The guy who looks just like Pauly D and has a good 13 lbs of hair gel, or cum which is what I suspect it really is, in his hair and grunts doing lunges across the gym floor with a 50lb curl bar on his neck.

The guy that grunts no matter what he's doing, even on preacher curl machine with one plate on it.

The dudes that take up 13 machines at one time and don't do shit but talk.


----------



## 63Vette (Aug 1, 2012)

In the order of annoyance:
1) People that stand in front of the dumbbell rack... back the fuck up.
2) Anyone doing anything other than squats in the squat rack... I want to kick the shit out of them.
3) People who stink. I mean wretched burnt and spoiled ass and sweat smell...WTF!
4) Guys in the locker room who let there junk hang out. Usually old dudes ... with a foot up on the bench and a skinny ass leg with segmented skin and a deleted ass.... put a GD towel on fucker.
5) cable whores who think the pansy shit they are trying to do is so important that they need two handles and tie up the whole fucking machine.... and then do five reps and chill for a fucking hour before starting set number two. 
6) Bike shorts. We should all get one free shot on you just for being so fucking stupid that you showed up to lift, in a gym, wearing fucking miniature yoga pants you faggot dolt. 

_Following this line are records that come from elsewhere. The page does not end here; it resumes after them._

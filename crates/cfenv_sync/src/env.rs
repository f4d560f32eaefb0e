//! Applying snapshots to an environment.

use crate::dotenv::is_valid_key;
use crate::snapshot::Snapshot;
use std::collections::BTreeMap;
use tracing::warn;

/// A mutable set of environment variables.
pub trait EnvSink {
    /// Returns the current value of a variable.
    fn get(&self, name: &str) -> Option<String>;

    /// Sets a variable.
    fn set(&mut self, name: &str, value: &str);
}

/// The process environment.
///
/// Mutating the process environment is not synchronized with other threads
/// reading it. Callers applying snapshots from a hot updater callback must
/// make sure nothing else reads or writes the environment concurrently.
#[derive(Debug, Default, Clone, Copy)]
pub struct ProcessEnv;

impl EnvSink for ProcessEnv {
    fn get(&self, name: &str) -> Option<String> {
        std::env::var_os(name).map(|v| v.to_string_lossy().into_owned())
    }

    fn set(&mut self, name: &str, value: &str) {
        std::env::set_var(name, value);
    }
}

/// An in-memory environment.
#[derive(Debug, Default, Clone, PartialEq, Eq)]
pub struct MemoryEnv {
    vars: BTreeMap<String, String>,
}

impl MemoryEnv {
    /// Creates an empty environment.
    pub fn new() -> Self {
        Self::default()
    }

    /// Returns all variables.
    pub fn vars(&self) -> &BTreeMap<String, String> {
        &self.vars
    }
}

impl<K: Into<String>, V: Into<String>> FromIterator<(K, V)> for MemoryEnv {
    fn from_iter<I: IntoIterator<Item = (K, V)>>(iter: I) -> Self {
        Self {
            vars: iter.into_iter().map(|(k, v)| (k.into(), v.into())).collect(),
        }
    }
}

impl EnvSink for MemoryEnv {
    fn get(&self, name: &str) -> Option<String> {
        self.vars.get(name).cloned()
    }

    fn set(&mut self, name: &str, value: &str) {
        self.vars.insert(name.to_string(), value.to_string());
    }
}

/// Writes every entry of `snapshot` into `sink`.
///
/// Without `overwrite`, variables that already exist are left untouched.
/// Names that are not valid variable names and values containing NUL are
/// skipped with a warning. Returns the names that were written, in
/// canonical order.
pub fn apply_to_environment<E: EnvSink + ?Sized>(
    snapshot: &Snapshot,
    overwrite: bool,
    sink: &mut E,
) -> Vec<String> {
    let mut written = Vec::new();
    for (name, value) in &snapshot.entries {
        if !is_valid_key(name) || value.contains('\0') {
            warn!(name = %name.escape_debug(), "skipping variable that cannot be set");
            continue;
        }
        if !overwrite && sink.get(name).is_some() {
            continue;
        }
        sink.set(name, value);
        written.push(name.clone());
    }
    written
}
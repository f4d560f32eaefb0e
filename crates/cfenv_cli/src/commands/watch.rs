//! Watch command implementation.

use cfenv_sync::{
    CfenvClient, CfenvError, CfenvResult, HotUpdateConfig, HttpClient, Snapshot, UpdateReason,
};
use std::sync::mpsc;
use std::time::Duration;
use tracing::{info, warn};

/// How long to wait for the worker after Ctrl-C.
const STOP_TIMEOUT: Duration = Duration::from_secs(2);

/// Builds the hot update configuration from command-line seconds.
pub fn hot_update_config(
    interval: f64,
    max_interval: f64,
    bootstrap: bool,
) -> CfenvResult<HotUpdateConfig> {
    let seconds = |name: &str, value: f64| {
        Duration::try_from_secs_f64(value)
            .map_err(|_| CfenvError::Config(format!("{name} must be a non-negative number")))
    };
    Ok(HotUpdateConfig::new(
        seconds("interval", interval)?,
        seconds("max-interval", max_interval)?,
    )
    .with_bootstrap(bootstrap))
}

/// Logs a delivered snapshot.
pub fn log_update(snapshot: &Snapshot, reason: UpdateReason) {
    info!(
        reason = %reason,
        updated_at = %snapshot.metadata.updated_at,
        entries = snapshot.len(),
        checksum = snapshot.checksum(),
        "env updated"
    );
}

/// Runs the watch command until Ctrl-C.
pub fn run<C: HttpClient>(
    client: &CfenvClient<C>,
    config: HotUpdateConfig,
) -> Result<(), Box<dyn std::error::Error>> {
    let (interrupt_tx, interrupt_rx) = mpsc::channel();
    ctrlc::set_handler(move || {
        let _ = interrupt_tx.send(());
    })?;

    let updater = client.create_hot_updater(
        log_update,
        Some(Box::new(|error: &CfenvError| {
            warn!(error = %error, "refresh failed");
        })),
        config,
    );
    updater.start()?;
    info!(
        project = %client.config().project,
        environment = %client.config().environment,
        "watching for changes, press Ctrl-C to stop"
    );

    let _ = interrupt_rx.recv();
    if !updater.stop(Some(STOP_TIMEOUT)) {
        warn!("worker did not stop in time");
    }
    Ok(())
}

#[cfg(test)]
mod tests {
    use super::*;

    #[test]
    fn config_from_seconds() {
        let config = hot_update_config(0.2, 0.0, false).unwrap();
        assert_eq!(config.interval, Duration::from_secs(1));
        assert_eq!(config.max_interval, Duration::from_secs(1));
        assert!(!config.bootstrap);

        let config = hot_update_config(30.0, 300.0, true).unwrap();
        assert_eq!(config.max_interval, Duration::from_secs(300));
        assert!(config.bootstrap);
    }

    #[test]
    fn negative_seconds_rejected() {
        assert!(hot_update_config(-1.0, 300.0, true).is_err());
        assert!(hot_update_config(30.0, f64::NAN, true).is_err());
    }
}
//! Doctor command implementation.

use cfenv_sync::{CfenvClient, HttpClient};

/// Runs the doctor command.
pub fn run<C: HttpClient>(client: &CfenvClient<C>) -> Result<(), Box<dyn std::error::Error>> {
    let config = client.config();
    println!(
        "Target: {}:{}:{} in namespace {} ({} mode)",
        config.key_prefix,
        config.project,
        config.environment,
        config.namespace_id,
        config.storage_mode
    );
    println!();

    let token = client.verify_token()?;
    if !token.is_active() {
        println!("✗ API token is {}", token.status);
        return Err("API token is not active".into());
    }
    println!("✓ API token is active");

    let snapshot = client.fetch_env()?;
    println!(
        "✓ Snapshot verified: {} entries, updated {}",
        snapshot.len(),
        snapshot.metadata.updated_at
    );
    if let Some(version) = &snapshot.version {
        let sealed = if version.encrypted { ", encrypted" } else { "" };
        println!("✓ Current version: {}{sealed}", version.id);
    }
    Ok(())
}

#[cfg(test)]
mod tests {
    use super::*;
    use cfenv_testkit::{error_json, test_config, EnvFixture, ScriptedHttpClient};
    use serde_json::json;

    fn token_json(status: &str) -> serde_json::Value {
        json!({ "success": true, "errors": [], "result": { "id": "t1", "status": status } })
    }

    #[test]
    fn healthy_target_passes() {
        let fixture = EnvFixture::new();
        fixture.publish(&[]);
        let meta = fixture.store().remove(&fixture.layout().meta_key()).unwrap();

        let http = ScriptedHttpClient::new();
        http.push_json(200, token_json("active"))
            .push_status(200, &meta)
            .push_json(200, cfenv_testkit::keys_page_json(&[], None));
        let client = CfenvClient::with_http_client(test_config(), http).unwrap();
        assert!(run(&client).is_ok());
    }

    #[test]
    fn snapshot_mode_target_passes() {
        let fixture = EnvFixture::snapshot_mode();
        fixture.publish_encrypted_version("20260101000000000-aaaaaaaa", &[("A", "1")]);
        let current = fixture.store().remove(&fixture.layout().current_key()).unwrap();
        let version = fixture
            .store()
            .remove(&fixture.layout().version_key("20260101000000000-aaaaaaaa"))
            .unwrap();

        let http = ScriptedHttpClient::new();
        http.push_json(200, token_json("active"))
            .push_status(200, &current)
            .push_status(200, &version);
        let client = CfenvClient::with_http_client(fixture.config().clone(), http).unwrap();
        assert!(run(&client).is_ok());
    }

    #[test]
    fn inactive_token_fails() {
        let http = ScriptedHttpClient::new();
        http.push_json(200, token_json("disabled"));
        let client = CfenvClient::with_http_client(test_config(), http).unwrap();
        assert!(run(&client).is_err());
    }

    #[test]
    fn api_error_fails() {
        let http = ScriptedHttpClient::new();
        http.push_json(401, error_json(&["Invalid API Token"]));
        let client = CfenvClient::with_http_client(test_config(), http).unwrap();
        let err = run(&client).unwrap_err();
        assert!(err.to_string().contains("Invalid API Token"));
    }
}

Okay, I feel better... and yes there is more but most of them have been well covered... but I will say this.... spotters who are clueless should be damn banned. They are dangerous and I am seriously going to go off on one of those booger eating, slack jawed, knuckle dragging, sloths. 

And I mean this in a good  Christian way.... 
Whew...


----------



## ken Sass (Aug 1, 2012)

63Vette said:


> In the order of annoyance:
> 1) People that stand in front of the dumbbell rack... back the fuck up.
> 2) Anyone doing anything other than squats in the squat rack... I want to kick the shit out of them.
> 3) People who stink. I mean wretched burnt and spoiled ass and sweat smell...WTF!
> ...


don't hold back man tell us how you feel
people who can't spot DANGER TO EVERYONE!!!


----------



## 0tj0 (Aug 1, 2012)

I work out at the YMCA. There are so many people that go up there like its fucking social hour. They will do three sets in the hour they are there and spend the rest of the time being in my way while they stand around and talk like they are high school girls. I've stopped being polite. Now I just say "MOVE!"


----------



## Hurt (Aug 1, 2012)

I could care less what people are doing around me.  I go in and do my work and get out.  If I'm spending time worrying about crossfitters or guidos, I'm not focused 100%.  Who gives a fuck how they train, as long as you're training your ass off.


----------



## muscleink (Aug 1, 2012)

I try not to pay attention to anyone, but sometimes it's hard when they are raping your sensory glands!

1) Guys who smell like curry pepper spray - you know u stink, GTFO!
2) Guys who grunt louder than my IN EAR Headphones and are benching 25's - GTFO!
3) Beats headphones - u look real cool there buddy, cant imagine the bacteria up in those


----------



## sfstud33 (Aug 1, 2012)

Also, out of shape guys taking Zumba Classes - Ewww - That shit should not be jiggling in front of me while i try to work out.


----------



## HH (Aug 1, 2012)

I also hate when people that look like god damn chewbacca leave sweat dripping off a machine or bench, and dont have the common courtesy to wipe it off.


----------



## Juggernaut (Aug 1, 2012)

Ok ok have to agree with the personal hygene part thanks for ther reminder vette i dont care bout your lifestyle, or home life, love life or if your religion says not to do it. You are offending my sensory glands and if its so bad I cant even concentrate I dam well know you know you stink take care of it. I acually went to my bag pulled out my deodarant came back up to this guy tht was working out shoulders, doing presses stinkin to high hell, not caring bout everyone around him. An in frt of everyone I yelled "Hey boss I hate to see homeless people go without not to mention ur making me lose my lunch have one on me." dude gave me a rude look and stormed off but I got a big applause from everyone around me  im kinda a dick like that


Also agree bout the locker room I have no clue what was going on in the "old" days cus vette your right seems like all the old men walk around and chat naked. I dont have any desire to see your junk and saggy skin jigglin round cover up


----------



## sfstud33 (Aug 1, 2012)

Guys that leave their clothes in the washing machine wet for a few days too long - and then workout at the gym with that rotting clothes smell - you know the one that is impossible to get out unless you use oxyclean.


----------



## Jada (Aug 2, 2012)

not fking sharing! people act like they own the fking machine! nigga we pay the same money.


----------